There is indeed dynamic management from your buying teams to alleviate the impact which has been very successful. This dynamic management has also reduced the impact of the second wave associated with our inflationary wave: shortage.
My colleague Ken illustrated this point clearly in his short video “Don’t get run over by inflation ” posted on LinkedIn. During the last few months, we have all felt the impact of inflation; vendors have been extremely effective at communicating rises they were not able to offset.
At successful organisations, we have seen the dynamic approach, which basically consists of multiplying the sources for both key and less key products, softens the blow of crazy supplier letters asking for $100 a ton or 10% increase on steel every three weeks.

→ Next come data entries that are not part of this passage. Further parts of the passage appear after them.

//! Toolbar widgets.
//!
//! A widget never mutates the plot itself. `update` reports how it should look for
//! the current state and `click` returns a [`WidgetAction`] which the plot carries out
//! (see `Plot::click_widget`).

use serde_json::{json, Map, Value};
use std::sync::Arc;

use crate::data_types::{AxisRange, PlotState};
use crate::error::{PlotError, Result};
use crate::registry::Registry;
use crate::utils::as_number;
use crate::utils::position_formatter::{format_position, format_region_width};
use crate::view_controller::ViewController;

/// Which toolbar a widget lives in.
#[derive(Clone, Debug, PartialEq, Eq)]
pub enum WidgetScope {
    Plot,
    Panel(String),
}

/// Position of the owning panel in the plot's vertical order.
#[derive(Clone, Copy, Debug, PartialEq, Eq)]
pub struct PanelSlot<'a> {
    pub id: &'a str,
    pub y_index: usize,
    pub panel_count: usize,
}

pub struct WidgetContext<'a> {
    pub state: &'a PlotState,
    pub min_region_scale: Option<f64>,
    pub max_region_scale: Option<f64>,
    pub panel: Option<PanelSlot<'a>>,
}

#[derive(Clone, Debug, Default, PartialEq)]
pub struct WidgetView {
    pub label: String,
    pub title: String,
    pub disabled: bool,
}

#[derive(Clone, Debug, PartialEq)]
pub enum WidgetAction {
    ApplyState(Map<String, Value>),
    MovePanelUp(String),
    MovePanelDown(String),
    RemovePanel(String),
    ScaleHeightToData(String),
}

pub trait Widget: Send + Sync {
    fn kind(&self) -> &str;

    fn update(&self, ctx: &WidgetContext<'_>) -> WidgetView;

    /// The action for a click, or `None` when the widget is disabled or display only.
    fn click(&self, ctx: &WidgetContext<'_>) -> Option<WidgetAction>;
}

pub type WidgetConstructor =
    Arc<dyn Fn(&Value, &WidgetScope) -> Result<Box<dyn Widget>> + Send + Sync>;
pub type WidgetRegistry = Registry<WidgetConstructor>;

fn region_of(state: &PlotState) -> Option<AxisRange> {
    state.region().filter(AxisRange::is_finite)
}

fn region_change(region: AxisRange) -> Map<String, Value> {
    let mut changes = Map::new();
    changes.insert("start".into(), json!(region.min));
    changes.insert("end".into(), json!(region.max));
    changes
}

fn panel_id(kind: &str, scope: &WidgetScope) -> Result<String> {
    match scope {
        WidgetScope::Panel(id) => Ok(id.clone()),
        WidgetScope::Plot => Err(PlotError::InvalidLayout(format!(
            "widget {} can only be placed in a panel toolbar",
            kind
        ))),
    }
}

/// Grows or shrinks the region about its centre by a fraction of its width.
pub struct ZoomRegion {
    step: f64,
}

impl ZoomRegion {
    fn can_zoom(&self, ctx: &WidgetContext<'_>) -> bool {
        let Some(region) = region_of(ctx.state) else {
            return false;
        };
        let current = region.span();
        match (self.step > 0.0, self.step < 0.0) {
            (true, _) => ctx.max_region_scale.map_or(true, |max| current < max),
            (_, true) => ctx.min_region_scale.map_or(true, |min| current > min),
            _ => false,
        }
    }
}

impl Widget for ZoomRegion {
    fn kind(&self) -> &str {
        "zoom_region"
    }

    fn update(&self, ctx: &WidgetContext<'_>) -> WidgetView {
        let direction = if self.step > 0.0 { "out" } else { "in" };
        WidgetView {
            label: if self.step > 0.0 { "z-" } else { "z+" }.into(),
            title: format!("Zoom region {} by {:.1}%", direction, self.step.abs() * 100.0),
            disabled: !self.can_zoom(ctx),
        }
    }

    fn click(&self, ctx: &WidgetContext<'_>) -> Option<WidgetAction> {
        if !self.can_zoom(ctx) {
            return None;
        }
        let region = region_of(ctx.state)?;
        let target = ViewController::step_zoom_region(
            region,
            self.step,
            ctx.min_region_scale,
            ctx.max_region_scale,
        );
        Some(WidgetAction::ApplyState(region_change(target)))
    }
}

/// Moves the region by a fixed number of bases.
pub struct ShiftRegion {
    step: f64,
}

impl Widget for ShiftRegion {
    fn kind(&self) -> &str {
        "shift_region"
    }

    fn update(&self, ctx: &WidgetContext<'_>) -> WidgetView {
        let sign = if self.step > 0.0 { "+" } else { "-" };
        WidgetView {
            label: if self.step > 0.0 { ">" } else { "<" }.into(),
            title: format!(
                "Shift region by {}{}",
                sign,
                format_position(self.step.abs(), None, true)
            ),
            disabled: region_of(ctx.state).is_none(),
        }
    }

    fn click(&self, ctx: &WidgetContext<'_>) -> Option<WidgetAction> {
        let region = region_of(ctx.state)?;
        let target = ViewController::shift_region(region, self.step);
        Some(WidgetAction::ApplyState(region_change(target)))
    }
}

pub struct MovePanel {
    panel_id: String,
    up: bool,
}

impl MovePanel {
    fn at_boundary(&self, ctx: &WidgetContext<'_>) -> bool {
        match ctx.panel {
            Some(slot) if self.up => slot.y_index == 0,
            Some(slot) => slot.y_index + 1 >= slot.panel_count,
            None => true,
        }
    }
}

impl Widget for MovePanel {
    fn kind(&self) -> &str {
        if self.up {
            "move_panel_up"
        } else {
            "move_panel_down"
        }
    }

    fn update(&self, ctx: &WidgetContext<'_>) -> WidgetView {
        WidgetView {
            label: if self.up { "▴" } else { "▾" }.into(),
            title: if self.up { "Move panel up" } else { "Move panel down" }.into(),
            disabled: self.at_boundary(ctx),
        }
    }

    fn click(&self, ctx: &WidgetContext<'_>) -> Option<WidgetAction> {
        if self.at_boundary(ctx) {
            return None;
        }
        let id = self.panel_id.clone();
        Some(if self.up {
            WidgetAction::MovePanelUp(id)
        } else {
            WidgetAction::MovePanelDown(id)
        })
    }
}

pub struct RemovePanel {
    panel_id: String,
}

impl Widget for RemovePanel {
    fn kind(&self) -> &str {
        "remove_panel"
    }

    fn update(&self, _ctx: &WidgetContext<'_>) -> WidgetView {
        WidgetView {
            label: "×".into(),
            title: "Remove panel".into(),
            disabled: false,
        }
    }

    fn click(&self, _ctx: &WidgetContext<'_>) -> Option<WidgetAction> {
        Some(WidgetAction::RemovePanel(self.panel_id.clone()))
    }
}

/// Display only: the width of the current region, e.g. `1.50 Mb`.
pub struct RegionScale;

impl Widget for RegionScale {
    fn kind(&self) -> &str {
        "region_scale"
    }

    fn update(&self, ctx: &WidgetContext<'_>) -> WidgetView {
        WidgetView {
            label: region_of(ctx.state)
                .map(|r| format_region_width(r.span()))
                .unwrap_or_default(),
            title: String::new(),
            disabled: true,
        }
    }

    fn click(&self, _ctx: &WidgetContext<'_>) -> Option<WidgetAction> {
        None
    }
}

pub struct ResizeToData {
    panel_id: String,
}

impl Widget for ResizeToData {
    fn kind(&self) -> &str {
        "resize_to_data"
    }

    fn update(&self, _ctx: &WidgetContext<'_>) -> WidgetView {
        WidgetView {
            label: "Resize to Data".into(),
            title: "Automatically resize this panel to show all data available".into(),
            disabled: false,
        }
    }

    fn click(&self, _ctx: &WidgetContext<'_>) -> Option<WidgetAction> {
        Some(WidgetAction::ScaleHeightToData(self.panel_id.clone()))
    }
}

fn step(layout: &Value, default: f64) -> f64 {
    layout
        .get("step")
        .and_then(as_number)
        .filter(|s| s.is_finite() && *s != 0.0)
        .unwrap_or(default)
}

fn constructor<F>(build: F) -> WidgetConstructor
where
    F: Fn(&Value, &WidgetScope) -> Result<Box<dyn Widget>> + Send + Sync + 'static,
{
    Arc::new(build)
}

pub fn builtin_widgets() -> WidgetRegistry {
    let mut registry = Registry::new("widgets");
    let entries = [
        (
            "zoom_region",
            constructor(|layout, _| {
                let widget: Box<dyn Widget> = Box::new(ZoomRegion { step: step(layout, 0.2) });
                Ok(widget)
            }),
        ),
        (
            "shift_region",
            constructor(|layout, _| {
                let widget: Box<dyn Widget> = Box::new(ShiftRegion { step: step(layout, 50_000.0) });
                Ok(widget)
            }),
        ),
        (
            "move_panel_up",
            constructor(|_, scope| {
                let widget: Box<dyn Widget> = Box::new(MovePanel {
                    panel_id: panel_id("move_panel_up", scope)?,
                    up: true,
                });
                Ok(widget)
            }),
        ),
        (
            "move_panel_down",
            constructor(|_, scope| {
                let widget: Box<dyn Widget> = Box::new(MovePanel {
                    panel_id: panel_id("move_panel_down", scope)?,
                    up: false,
                });
                Ok(widget)
            }),
        ),
        (
            "remove_panel",
            constructor(|_, scope| {
                let widget: Box<dyn Widget> = Box::new(RemovePanel {
                    panel_id: panel_id("remove_panel", scope)?,
                });
                Ok(widget)
            }),
        ),
        (
            "region_scale",
            constructor(|_, _| {
                let widget: Box<dyn Widget> = Box::new(RegionScale);
                Ok(widget)
            }),
        ),
        (
            "resize_to_data",
            constructor(|_, scope| {
                let widget: Box<dyn Widget> = Box::new(ResizeToData {
                    panel_id: panel_id("resize_to_data", scope)?,
                });
                Ok(widget)
            }),
        ),
    ];
    for (name, build) in entries {
        let _ = registry.add(name, build, true);
    }
    registry
}

/// The widgets of one toolbar, built from a layout's `toolbar.widgets` list.
pub struct Toolbar {
    scope: WidgetScope,
    widgets: Vec<Box<dyn Widget>>,
}

impl Toolbar {
    pub fn from_layout(layouts: &[Value], scope: WidgetScope, registry: &WidgetRegistry) -> Result<Self> {
        let mut widgets = Vec::with_capacity(layouts.len());
        for layout in layouts {
            let kind = layout
                .get("type")
                .and_then(Value::as_str)
                .ok_or_else(|| PlotError::InvalidLayout("widget layouts must specify \"type\"".into()))?;
            let constructor = registry.get(kind)?;
            widgets.push(constructor(layout, &scope)?);
        }
        Ok(Self { scope, widgets })
    }

    pub fn scope(&self) -> &WidgetScope {
        &self.scope
    }

    pub fn len(&self) -> usize {
        self.widgets.len()
    }

    pub fn is_empty(&self) -> bool {
        self.widgets.is_empty()
    }

    pub fn kinds(&self) -> Vec<&str> {
        self.widgets.iter().map(|w| w.kind()).collect()
    }

    pub fn views(&self, ctx: &WidgetContext<'_>) -> Vec<WidgetView> {
        self.widgets.iter().map(|w| w.update(ctx)).collect()
    }

    pub fn click(&self, index: usize, ctx: &WidgetContext<'_>) -> Result<Option<WidgetAction>> {
        let widget = self
            .widgets
            .get(index)
            .ok_or_else(|| PlotError::InvalidLayout(format!("no widget at index {}", index)))?;
        Ok(widget.click(ctx))
    }
}

impl std::fmt::Debug for Toolbar {
    fn fmt(&self, f: &mut std::fmt::Formatter<'_>) -> std::fmt::Result {
        f.debug_struct("Toolbar")
            .field("scope", &self.scope)
            .field("widgets", &self.kinds())
            .finish()
    }
}

#[cfg(test)]
mod tests {
    use super::*;
    use serde_json::json;

    fn state(start: f64, end: f64) -> PlotState {
        let mut s = PlotState::default();
        s.set_region(AxisRange::new(start, end));
        s
    }

    #[test]
    fn test_zoom_out_disabled_at_max_scale() {
        let toolbar = Toolbar::from_layout(
            &[json!({"type": "zoom_region", "step": 0.5})],
            WidgetScope::Plot,
            &builtin_widgets(),
        )
        .unwrap();
        let state = state(1.0, 1_000_001.0);
        let ctx = WidgetContext {
            state: &state,
            min_region_scale: None,
            max_region_scale: Some(1_000_000.0),
            panel: None,
        };
        assert!(toolbar.views(&ctx)[0].disabled);
        assert_eq!(toolbar.click(0, &ctx).unwrap(), None);
    }

    #[test]
    fn test_panel_widget_rejected_in_plot_toolbar() {
        let err = Toolbar::from_layout(
            &[json!({"type": "remove_panel"})],
            WidgetScope::Plot,
            &builtin_widgets(),
        );
        assert!(matches!(err, Err(PlotError::InvalidLayout(_))));
    }
}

Inflation is important and “dramatic”, true, but may be less impactful than previous cases of localised inflation, because it can definitely also help your business to pass on that increase to your clients. Margins will be indeed affected but it has been proved that it has also been relatively possible to pass it on to the clients.
Why are we calling hysteresis the killer hill that could take your business down?
Hysteresis is the phenomenon in which the value of a physical property lags behind changes in the effect causing it. In the procurement world it means you as a vendor are quick at reporting price increases – the physical property being the lack of raw materials – but less forthcoming when reporting deflation.
It might look premature to talk about deflation now when governments around the world are forecasting double-digit consumer inflation for the coming year. In the supply chain, we have already seen green shoots of deflation and we believe that in most of your businesses you are already seeing a potential slowdown of the acceleration, and even in some cases plateauing of sales!
After two years of incredible work, your procurement team might welcome the expected ‘relief’ and successful businesses will once again take preventive measures to manage vendors.
Here are some successful approaches encountered in the past:
- Procurement using similar letters to vendors informing them that due to the increase in raw materials and increase in availability, they can expect price revisions down. Surprisingly effective if solidly prepared.
- RFP with reduced volume. This is a good one; countless times we have been told: “Oh no, I can’t do a market consultation my volume is going down.” That does not matter if your competitors’ volume is also going down.
- Cost breakdown analysis followed up by strong negotiation. Often a follow-up of to 1, above. We are always surprised with the lack of curiosity about the level-2 vendors behind your vendor. At the end of the day, your direct vendor has, at best, 10% room for manoeuvre on prices because the rest is either raw material purchased or transformation, but the raw material suppliers have the same 10%.
- Do I need to explain here that this is not all about price, but about value, and services? Faster delivery, reengineering therefore gaining in strong category management, QBR review etc… produce huge positive impact.
Hysteresis or, less technically, lethargy is not an option even if your procurement team deserves a huge break after the incredible work they have delivered in terrible conditions.